■ **Records supplied**
------------------------------------------------------------------------

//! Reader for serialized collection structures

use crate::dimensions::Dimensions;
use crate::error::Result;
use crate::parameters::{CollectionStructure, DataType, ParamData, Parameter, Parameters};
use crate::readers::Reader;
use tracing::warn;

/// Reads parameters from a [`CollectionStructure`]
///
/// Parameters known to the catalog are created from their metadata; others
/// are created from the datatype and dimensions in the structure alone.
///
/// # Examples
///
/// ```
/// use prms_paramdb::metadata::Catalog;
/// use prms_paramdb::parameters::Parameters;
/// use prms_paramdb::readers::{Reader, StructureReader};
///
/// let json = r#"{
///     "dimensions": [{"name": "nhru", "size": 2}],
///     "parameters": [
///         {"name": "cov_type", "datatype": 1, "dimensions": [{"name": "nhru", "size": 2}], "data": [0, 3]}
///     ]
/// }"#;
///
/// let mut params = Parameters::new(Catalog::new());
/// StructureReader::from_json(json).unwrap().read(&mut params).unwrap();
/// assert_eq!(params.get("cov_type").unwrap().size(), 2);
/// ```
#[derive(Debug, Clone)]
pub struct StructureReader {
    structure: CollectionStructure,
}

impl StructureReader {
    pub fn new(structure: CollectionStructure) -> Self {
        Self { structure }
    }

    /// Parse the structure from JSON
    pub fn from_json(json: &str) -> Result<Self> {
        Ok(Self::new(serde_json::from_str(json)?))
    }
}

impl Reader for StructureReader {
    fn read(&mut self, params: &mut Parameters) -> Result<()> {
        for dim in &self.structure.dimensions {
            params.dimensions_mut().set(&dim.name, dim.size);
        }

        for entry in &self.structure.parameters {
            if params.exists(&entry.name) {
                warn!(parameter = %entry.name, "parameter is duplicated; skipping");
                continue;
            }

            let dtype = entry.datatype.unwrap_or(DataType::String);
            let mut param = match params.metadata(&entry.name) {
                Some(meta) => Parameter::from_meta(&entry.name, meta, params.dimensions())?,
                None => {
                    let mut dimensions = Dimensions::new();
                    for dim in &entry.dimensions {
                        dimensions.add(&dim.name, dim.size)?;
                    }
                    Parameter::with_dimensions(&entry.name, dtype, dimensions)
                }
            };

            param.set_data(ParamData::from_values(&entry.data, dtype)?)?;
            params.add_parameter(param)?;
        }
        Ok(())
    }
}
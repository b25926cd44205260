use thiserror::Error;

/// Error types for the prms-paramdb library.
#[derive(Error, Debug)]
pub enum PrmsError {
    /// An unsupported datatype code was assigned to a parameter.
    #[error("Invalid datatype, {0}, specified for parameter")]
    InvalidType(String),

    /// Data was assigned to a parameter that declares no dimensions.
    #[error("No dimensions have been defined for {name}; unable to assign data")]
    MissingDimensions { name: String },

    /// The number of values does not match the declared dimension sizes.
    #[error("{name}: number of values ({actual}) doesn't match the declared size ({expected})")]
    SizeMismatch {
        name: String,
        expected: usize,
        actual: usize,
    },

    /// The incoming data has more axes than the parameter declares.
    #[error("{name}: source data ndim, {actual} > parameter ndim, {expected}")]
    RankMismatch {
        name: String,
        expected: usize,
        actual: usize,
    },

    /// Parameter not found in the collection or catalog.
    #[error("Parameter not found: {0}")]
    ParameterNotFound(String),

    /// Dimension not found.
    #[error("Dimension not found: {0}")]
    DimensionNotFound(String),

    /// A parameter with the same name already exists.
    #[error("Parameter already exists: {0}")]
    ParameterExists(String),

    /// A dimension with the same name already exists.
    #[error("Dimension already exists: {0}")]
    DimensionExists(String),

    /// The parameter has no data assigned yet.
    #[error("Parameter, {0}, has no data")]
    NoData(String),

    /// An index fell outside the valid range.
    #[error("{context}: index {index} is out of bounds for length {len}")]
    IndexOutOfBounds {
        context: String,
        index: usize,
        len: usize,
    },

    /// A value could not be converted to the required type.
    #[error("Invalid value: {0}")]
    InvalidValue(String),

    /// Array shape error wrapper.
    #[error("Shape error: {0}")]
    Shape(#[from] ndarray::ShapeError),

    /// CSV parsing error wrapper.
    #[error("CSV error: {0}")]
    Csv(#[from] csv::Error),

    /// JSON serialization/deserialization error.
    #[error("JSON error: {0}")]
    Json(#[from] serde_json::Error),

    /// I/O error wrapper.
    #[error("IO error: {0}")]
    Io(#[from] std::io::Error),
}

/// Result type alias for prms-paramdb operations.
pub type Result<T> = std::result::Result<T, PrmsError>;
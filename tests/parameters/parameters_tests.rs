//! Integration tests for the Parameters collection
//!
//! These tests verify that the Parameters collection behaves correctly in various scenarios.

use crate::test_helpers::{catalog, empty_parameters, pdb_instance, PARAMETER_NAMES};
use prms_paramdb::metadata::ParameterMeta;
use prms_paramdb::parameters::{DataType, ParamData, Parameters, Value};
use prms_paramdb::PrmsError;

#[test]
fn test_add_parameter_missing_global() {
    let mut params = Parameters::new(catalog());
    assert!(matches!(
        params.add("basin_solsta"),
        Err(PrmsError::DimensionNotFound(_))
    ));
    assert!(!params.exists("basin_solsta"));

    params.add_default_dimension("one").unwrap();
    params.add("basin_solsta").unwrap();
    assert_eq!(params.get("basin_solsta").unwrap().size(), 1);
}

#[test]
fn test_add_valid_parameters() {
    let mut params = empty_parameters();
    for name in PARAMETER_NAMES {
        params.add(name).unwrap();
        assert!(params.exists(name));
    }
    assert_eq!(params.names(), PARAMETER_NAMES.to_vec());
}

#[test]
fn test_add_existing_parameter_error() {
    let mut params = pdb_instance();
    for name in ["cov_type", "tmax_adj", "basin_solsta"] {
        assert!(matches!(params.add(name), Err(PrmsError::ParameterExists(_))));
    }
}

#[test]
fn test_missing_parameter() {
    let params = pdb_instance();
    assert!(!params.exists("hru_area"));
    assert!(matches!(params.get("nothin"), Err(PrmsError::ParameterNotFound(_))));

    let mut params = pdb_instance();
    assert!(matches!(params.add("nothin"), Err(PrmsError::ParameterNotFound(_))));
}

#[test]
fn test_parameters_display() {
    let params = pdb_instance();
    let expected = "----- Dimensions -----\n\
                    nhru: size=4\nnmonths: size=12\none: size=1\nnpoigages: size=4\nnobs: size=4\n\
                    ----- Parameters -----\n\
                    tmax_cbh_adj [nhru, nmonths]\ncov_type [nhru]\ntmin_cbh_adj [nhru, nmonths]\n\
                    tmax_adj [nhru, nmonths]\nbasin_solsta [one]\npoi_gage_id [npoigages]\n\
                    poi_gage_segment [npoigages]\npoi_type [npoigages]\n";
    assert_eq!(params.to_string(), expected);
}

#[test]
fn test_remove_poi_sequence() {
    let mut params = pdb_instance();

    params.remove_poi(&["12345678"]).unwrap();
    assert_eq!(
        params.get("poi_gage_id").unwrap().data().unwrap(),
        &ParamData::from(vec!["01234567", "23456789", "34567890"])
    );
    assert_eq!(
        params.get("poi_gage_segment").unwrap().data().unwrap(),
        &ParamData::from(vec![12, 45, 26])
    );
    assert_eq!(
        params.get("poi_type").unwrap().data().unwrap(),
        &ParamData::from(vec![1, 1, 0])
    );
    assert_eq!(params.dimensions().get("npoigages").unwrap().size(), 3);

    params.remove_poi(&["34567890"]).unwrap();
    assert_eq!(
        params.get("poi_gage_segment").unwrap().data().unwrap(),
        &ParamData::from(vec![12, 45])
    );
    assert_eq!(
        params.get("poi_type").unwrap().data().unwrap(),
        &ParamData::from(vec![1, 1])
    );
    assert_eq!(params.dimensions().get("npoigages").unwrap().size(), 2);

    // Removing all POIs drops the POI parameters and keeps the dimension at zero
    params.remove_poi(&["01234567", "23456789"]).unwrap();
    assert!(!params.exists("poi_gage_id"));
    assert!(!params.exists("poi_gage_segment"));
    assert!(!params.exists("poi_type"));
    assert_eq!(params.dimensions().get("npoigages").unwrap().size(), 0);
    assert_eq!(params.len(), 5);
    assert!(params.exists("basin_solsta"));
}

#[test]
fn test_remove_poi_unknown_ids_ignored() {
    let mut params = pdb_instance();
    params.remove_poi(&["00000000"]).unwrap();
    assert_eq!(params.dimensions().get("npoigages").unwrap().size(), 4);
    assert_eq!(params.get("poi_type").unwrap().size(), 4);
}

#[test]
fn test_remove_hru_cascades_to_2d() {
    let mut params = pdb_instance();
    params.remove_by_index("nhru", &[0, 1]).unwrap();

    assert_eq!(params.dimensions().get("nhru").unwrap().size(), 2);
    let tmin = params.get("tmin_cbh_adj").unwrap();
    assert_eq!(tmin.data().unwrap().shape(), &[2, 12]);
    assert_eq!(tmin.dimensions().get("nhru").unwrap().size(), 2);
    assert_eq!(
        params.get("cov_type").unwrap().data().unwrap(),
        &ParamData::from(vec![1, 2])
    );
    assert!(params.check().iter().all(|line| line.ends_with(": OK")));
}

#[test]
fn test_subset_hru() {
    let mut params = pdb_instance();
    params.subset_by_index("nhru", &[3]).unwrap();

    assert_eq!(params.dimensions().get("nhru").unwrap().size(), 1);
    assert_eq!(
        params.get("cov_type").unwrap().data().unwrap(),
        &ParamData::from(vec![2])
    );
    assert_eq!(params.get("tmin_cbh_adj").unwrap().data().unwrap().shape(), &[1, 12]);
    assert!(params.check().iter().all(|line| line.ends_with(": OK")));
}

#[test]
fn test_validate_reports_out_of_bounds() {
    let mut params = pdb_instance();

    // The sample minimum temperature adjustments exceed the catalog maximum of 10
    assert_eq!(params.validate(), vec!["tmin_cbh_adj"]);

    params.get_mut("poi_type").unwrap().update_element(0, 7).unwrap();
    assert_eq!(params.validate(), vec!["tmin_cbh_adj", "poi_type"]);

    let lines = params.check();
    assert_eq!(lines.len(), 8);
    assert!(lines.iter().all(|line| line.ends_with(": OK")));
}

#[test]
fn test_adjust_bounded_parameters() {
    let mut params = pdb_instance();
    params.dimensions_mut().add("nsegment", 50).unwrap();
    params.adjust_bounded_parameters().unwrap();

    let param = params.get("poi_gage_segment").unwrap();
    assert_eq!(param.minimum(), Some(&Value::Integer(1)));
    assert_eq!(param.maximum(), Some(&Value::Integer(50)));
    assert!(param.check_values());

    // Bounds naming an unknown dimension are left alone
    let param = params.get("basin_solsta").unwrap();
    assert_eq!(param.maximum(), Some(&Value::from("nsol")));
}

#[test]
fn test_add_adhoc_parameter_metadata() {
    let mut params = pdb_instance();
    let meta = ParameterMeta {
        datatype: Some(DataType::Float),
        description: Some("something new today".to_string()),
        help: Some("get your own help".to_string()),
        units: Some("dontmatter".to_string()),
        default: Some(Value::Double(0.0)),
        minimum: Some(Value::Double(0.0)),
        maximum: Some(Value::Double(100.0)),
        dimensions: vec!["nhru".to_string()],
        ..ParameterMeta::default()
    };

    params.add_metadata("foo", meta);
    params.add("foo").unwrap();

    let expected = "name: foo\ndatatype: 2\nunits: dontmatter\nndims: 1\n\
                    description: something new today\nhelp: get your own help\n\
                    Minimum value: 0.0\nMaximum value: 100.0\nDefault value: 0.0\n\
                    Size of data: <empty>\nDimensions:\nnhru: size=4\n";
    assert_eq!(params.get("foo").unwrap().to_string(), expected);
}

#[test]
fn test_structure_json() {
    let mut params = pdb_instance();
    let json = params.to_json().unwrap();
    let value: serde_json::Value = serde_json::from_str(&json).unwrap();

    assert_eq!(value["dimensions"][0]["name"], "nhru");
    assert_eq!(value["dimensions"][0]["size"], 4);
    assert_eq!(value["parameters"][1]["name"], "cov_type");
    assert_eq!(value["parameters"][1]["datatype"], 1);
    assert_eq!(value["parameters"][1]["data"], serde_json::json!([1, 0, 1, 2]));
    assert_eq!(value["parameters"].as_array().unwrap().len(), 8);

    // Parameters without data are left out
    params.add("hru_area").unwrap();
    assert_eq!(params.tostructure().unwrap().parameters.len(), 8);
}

------------------------------------------------------------------------

■ **Work to be completed**
Using the records above, copy all lines that include the word "Integer".

■ **Exercise result**
    assert_eq!(param.minimum(), Some(&Value::Integer(1)));
    assert_eq!(param.maximum(), Some(&Value::Integer(50)));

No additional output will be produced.